> **Task to carry out**: Below are records. Find each line in them that holds the word "term" and copy it.

> **Information given**:
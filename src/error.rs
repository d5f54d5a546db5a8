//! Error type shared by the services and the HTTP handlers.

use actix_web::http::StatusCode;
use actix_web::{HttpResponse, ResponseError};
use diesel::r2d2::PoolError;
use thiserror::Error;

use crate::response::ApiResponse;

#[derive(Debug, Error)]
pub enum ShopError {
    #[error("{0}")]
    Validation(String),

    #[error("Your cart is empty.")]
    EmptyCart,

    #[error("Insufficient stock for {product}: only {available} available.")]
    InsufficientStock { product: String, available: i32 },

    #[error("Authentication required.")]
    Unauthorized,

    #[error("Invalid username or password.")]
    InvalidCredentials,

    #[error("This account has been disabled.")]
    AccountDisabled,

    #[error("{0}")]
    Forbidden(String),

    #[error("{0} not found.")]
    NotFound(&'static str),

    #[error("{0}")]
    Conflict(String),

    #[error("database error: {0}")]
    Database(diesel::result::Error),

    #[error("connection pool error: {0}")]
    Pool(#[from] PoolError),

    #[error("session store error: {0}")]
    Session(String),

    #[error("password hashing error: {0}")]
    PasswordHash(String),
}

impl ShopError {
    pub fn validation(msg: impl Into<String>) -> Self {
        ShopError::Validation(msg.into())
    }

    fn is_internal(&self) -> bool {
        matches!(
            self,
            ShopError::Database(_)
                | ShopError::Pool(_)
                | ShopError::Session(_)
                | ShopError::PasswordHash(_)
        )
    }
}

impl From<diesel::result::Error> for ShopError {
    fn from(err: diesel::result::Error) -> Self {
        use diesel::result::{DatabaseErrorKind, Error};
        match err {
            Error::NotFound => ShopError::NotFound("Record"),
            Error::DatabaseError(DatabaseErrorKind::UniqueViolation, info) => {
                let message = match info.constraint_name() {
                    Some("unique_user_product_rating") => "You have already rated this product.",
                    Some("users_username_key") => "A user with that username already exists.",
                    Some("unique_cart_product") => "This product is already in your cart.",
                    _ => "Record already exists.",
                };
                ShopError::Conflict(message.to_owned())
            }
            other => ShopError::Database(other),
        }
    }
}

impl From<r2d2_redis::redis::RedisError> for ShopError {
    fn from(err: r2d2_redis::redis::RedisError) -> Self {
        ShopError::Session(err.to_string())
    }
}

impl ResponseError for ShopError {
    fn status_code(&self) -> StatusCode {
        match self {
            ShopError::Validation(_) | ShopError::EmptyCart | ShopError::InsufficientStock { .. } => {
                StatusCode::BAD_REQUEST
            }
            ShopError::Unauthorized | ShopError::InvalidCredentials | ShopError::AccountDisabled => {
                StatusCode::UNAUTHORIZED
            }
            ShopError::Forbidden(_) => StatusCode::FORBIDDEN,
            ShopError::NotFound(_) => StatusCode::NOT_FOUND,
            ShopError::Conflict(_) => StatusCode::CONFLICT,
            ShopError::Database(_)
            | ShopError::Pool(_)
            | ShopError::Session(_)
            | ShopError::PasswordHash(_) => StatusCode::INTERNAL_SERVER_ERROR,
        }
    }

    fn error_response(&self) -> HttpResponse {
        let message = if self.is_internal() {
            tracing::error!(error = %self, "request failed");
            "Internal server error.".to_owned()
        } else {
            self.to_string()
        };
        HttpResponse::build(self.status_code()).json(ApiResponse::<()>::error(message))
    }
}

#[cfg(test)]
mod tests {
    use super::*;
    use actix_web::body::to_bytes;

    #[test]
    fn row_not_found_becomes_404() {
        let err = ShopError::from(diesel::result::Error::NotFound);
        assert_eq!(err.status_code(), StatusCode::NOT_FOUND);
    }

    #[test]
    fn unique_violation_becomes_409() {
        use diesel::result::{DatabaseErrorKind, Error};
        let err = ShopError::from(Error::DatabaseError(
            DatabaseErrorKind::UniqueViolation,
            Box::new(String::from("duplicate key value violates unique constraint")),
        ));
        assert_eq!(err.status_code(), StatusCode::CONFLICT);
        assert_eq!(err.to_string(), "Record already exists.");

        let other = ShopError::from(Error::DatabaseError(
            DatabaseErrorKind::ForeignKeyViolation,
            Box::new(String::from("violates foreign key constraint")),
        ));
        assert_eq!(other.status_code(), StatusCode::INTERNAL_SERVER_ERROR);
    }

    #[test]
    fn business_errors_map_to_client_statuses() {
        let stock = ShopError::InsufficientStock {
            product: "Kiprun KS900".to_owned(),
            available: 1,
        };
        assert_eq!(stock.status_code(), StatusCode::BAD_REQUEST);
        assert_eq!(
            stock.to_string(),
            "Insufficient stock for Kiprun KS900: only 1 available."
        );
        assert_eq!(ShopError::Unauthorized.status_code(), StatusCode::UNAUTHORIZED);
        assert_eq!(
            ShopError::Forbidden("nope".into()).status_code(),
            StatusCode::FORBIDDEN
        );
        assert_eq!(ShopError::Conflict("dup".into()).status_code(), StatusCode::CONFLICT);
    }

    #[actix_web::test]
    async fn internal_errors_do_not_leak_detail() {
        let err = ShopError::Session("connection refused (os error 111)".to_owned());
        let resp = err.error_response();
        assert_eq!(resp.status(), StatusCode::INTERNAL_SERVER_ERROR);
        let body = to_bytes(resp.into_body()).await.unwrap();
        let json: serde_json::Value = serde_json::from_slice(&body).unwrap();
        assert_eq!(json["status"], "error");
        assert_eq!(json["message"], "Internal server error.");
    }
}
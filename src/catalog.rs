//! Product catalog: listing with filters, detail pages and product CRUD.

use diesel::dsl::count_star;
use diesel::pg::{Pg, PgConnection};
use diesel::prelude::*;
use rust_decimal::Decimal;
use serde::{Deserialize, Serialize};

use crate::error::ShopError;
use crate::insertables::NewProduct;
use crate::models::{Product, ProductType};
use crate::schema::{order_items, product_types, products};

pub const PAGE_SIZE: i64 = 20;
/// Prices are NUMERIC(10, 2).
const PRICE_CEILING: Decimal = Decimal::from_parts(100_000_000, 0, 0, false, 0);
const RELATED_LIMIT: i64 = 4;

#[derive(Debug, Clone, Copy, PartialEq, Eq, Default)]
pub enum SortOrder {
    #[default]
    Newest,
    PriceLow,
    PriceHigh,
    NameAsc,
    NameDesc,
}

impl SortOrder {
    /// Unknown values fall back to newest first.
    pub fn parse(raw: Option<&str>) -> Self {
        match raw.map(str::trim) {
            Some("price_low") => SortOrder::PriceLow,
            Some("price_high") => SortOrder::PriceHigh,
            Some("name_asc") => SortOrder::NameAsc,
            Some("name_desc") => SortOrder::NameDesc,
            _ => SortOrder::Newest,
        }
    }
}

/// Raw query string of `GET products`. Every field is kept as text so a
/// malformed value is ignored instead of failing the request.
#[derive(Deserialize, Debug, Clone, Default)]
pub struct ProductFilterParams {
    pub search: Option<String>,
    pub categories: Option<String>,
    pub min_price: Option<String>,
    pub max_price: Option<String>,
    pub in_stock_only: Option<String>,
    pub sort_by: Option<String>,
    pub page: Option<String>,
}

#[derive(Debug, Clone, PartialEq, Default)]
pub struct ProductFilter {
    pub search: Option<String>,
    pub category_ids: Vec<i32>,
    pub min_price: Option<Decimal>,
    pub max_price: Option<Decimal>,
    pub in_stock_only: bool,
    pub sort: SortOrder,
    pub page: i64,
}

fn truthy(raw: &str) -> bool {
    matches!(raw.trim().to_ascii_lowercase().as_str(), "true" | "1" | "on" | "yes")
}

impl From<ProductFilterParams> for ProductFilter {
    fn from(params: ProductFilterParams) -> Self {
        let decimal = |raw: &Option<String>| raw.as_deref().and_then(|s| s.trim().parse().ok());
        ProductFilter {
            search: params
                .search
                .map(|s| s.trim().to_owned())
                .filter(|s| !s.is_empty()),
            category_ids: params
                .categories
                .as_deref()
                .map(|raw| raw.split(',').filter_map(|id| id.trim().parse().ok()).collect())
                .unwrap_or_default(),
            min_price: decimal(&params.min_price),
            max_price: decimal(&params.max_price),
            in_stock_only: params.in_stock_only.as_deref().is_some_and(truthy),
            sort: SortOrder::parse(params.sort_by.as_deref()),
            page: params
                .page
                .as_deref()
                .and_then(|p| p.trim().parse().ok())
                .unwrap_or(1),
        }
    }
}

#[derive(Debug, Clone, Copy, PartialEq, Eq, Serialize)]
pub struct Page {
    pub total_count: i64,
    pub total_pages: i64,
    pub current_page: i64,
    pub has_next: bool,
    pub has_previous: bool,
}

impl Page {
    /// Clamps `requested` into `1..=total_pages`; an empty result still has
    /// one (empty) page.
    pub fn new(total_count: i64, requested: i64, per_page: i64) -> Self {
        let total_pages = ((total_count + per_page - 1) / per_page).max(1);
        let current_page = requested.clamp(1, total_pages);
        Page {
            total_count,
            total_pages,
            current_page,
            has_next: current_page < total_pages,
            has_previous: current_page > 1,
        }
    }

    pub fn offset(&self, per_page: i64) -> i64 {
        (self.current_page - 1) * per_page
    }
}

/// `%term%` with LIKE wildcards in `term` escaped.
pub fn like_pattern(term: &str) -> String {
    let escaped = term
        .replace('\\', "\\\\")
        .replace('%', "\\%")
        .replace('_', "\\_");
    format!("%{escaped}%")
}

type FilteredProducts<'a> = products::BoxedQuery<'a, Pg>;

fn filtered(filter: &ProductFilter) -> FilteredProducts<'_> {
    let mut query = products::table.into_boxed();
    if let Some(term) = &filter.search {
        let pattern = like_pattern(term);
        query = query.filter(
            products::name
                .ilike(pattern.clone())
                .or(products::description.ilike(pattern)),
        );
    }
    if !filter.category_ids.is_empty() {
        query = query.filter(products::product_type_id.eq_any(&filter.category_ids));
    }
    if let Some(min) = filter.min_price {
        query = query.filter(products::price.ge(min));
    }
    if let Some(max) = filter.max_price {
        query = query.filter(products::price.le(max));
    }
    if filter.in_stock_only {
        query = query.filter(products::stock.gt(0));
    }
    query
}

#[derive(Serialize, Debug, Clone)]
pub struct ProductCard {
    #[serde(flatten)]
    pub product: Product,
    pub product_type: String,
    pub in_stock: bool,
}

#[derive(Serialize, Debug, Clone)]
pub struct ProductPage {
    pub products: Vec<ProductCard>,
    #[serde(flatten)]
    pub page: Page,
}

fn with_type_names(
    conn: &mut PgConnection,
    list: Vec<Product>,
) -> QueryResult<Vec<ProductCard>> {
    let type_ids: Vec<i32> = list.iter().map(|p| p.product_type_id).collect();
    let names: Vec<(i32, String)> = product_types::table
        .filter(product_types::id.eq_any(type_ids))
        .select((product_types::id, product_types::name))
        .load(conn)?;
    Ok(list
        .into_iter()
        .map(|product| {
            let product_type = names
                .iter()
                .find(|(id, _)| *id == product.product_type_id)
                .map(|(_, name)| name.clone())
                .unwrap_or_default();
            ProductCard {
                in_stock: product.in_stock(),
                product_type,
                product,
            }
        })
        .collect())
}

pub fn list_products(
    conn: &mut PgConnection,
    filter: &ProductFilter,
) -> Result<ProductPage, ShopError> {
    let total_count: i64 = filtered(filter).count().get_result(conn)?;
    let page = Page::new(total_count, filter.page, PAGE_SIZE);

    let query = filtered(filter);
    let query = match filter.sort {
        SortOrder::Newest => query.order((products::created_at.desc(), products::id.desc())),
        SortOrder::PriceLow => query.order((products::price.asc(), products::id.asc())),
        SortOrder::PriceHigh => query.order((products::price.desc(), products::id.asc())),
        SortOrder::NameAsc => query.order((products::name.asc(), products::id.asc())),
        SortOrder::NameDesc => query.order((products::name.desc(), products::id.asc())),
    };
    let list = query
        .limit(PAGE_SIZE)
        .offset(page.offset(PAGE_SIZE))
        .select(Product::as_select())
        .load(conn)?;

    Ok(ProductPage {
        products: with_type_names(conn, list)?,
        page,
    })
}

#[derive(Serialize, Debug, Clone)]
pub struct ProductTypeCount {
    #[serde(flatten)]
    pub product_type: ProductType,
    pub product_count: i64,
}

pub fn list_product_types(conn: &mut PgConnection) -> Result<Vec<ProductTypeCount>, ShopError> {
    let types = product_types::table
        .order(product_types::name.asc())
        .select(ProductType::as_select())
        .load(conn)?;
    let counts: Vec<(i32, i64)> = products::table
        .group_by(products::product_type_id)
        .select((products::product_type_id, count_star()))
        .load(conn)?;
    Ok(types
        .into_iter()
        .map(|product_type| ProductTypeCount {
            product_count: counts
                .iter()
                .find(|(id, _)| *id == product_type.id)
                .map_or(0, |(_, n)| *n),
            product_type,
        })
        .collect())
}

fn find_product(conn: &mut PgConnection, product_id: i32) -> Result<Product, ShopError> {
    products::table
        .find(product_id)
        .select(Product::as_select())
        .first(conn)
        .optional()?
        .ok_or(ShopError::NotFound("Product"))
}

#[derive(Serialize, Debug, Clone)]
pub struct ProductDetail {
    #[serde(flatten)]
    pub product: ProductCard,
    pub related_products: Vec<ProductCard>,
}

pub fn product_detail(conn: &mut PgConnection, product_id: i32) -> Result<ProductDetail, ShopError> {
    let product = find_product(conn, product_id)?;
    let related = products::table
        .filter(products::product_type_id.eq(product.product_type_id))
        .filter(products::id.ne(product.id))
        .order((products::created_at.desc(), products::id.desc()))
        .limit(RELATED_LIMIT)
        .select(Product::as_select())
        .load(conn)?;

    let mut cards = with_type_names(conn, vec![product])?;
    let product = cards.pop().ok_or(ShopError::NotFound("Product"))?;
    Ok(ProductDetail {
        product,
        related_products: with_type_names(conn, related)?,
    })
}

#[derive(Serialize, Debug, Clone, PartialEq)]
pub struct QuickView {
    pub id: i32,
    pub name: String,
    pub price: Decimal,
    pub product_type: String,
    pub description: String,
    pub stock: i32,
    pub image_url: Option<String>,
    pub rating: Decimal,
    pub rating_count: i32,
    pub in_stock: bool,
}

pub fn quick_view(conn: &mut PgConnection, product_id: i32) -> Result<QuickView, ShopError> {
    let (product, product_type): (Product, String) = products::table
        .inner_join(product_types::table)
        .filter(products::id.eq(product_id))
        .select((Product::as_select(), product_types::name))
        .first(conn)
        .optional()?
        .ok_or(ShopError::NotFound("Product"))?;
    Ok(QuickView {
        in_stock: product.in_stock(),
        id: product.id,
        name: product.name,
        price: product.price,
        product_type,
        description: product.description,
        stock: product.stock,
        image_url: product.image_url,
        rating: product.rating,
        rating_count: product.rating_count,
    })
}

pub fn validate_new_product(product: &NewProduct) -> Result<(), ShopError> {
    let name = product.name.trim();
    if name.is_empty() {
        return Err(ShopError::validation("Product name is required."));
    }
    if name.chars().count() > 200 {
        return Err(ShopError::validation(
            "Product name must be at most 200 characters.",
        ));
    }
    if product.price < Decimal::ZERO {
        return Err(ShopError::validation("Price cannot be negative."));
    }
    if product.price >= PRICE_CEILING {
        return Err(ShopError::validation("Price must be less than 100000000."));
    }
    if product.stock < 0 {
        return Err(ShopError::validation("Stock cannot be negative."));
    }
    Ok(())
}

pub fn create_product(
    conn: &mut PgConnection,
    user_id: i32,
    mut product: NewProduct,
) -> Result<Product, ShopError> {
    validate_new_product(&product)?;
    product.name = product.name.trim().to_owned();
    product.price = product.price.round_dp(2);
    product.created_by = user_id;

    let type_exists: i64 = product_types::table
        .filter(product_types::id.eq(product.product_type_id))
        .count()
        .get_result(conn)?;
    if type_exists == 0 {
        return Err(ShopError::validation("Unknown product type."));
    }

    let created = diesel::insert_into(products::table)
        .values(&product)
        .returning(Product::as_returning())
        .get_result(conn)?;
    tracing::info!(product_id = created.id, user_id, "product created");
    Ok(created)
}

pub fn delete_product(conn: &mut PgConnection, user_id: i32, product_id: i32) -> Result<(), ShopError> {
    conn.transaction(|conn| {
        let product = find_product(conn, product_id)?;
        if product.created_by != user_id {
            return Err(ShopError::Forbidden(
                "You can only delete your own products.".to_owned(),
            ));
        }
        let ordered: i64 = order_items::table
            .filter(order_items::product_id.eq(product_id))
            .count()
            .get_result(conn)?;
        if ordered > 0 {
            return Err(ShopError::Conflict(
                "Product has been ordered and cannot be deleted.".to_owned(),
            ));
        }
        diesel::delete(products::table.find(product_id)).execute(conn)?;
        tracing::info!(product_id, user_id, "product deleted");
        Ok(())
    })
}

> **Answer to this exercise**:
/// `%term%` with LIKE wildcards in `term` escaped.
pub fn like_pattern(term: &str) -> String {
    let escaped = term
    if let Some(term) = &filter.search {
        let pattern = like_pattern(term);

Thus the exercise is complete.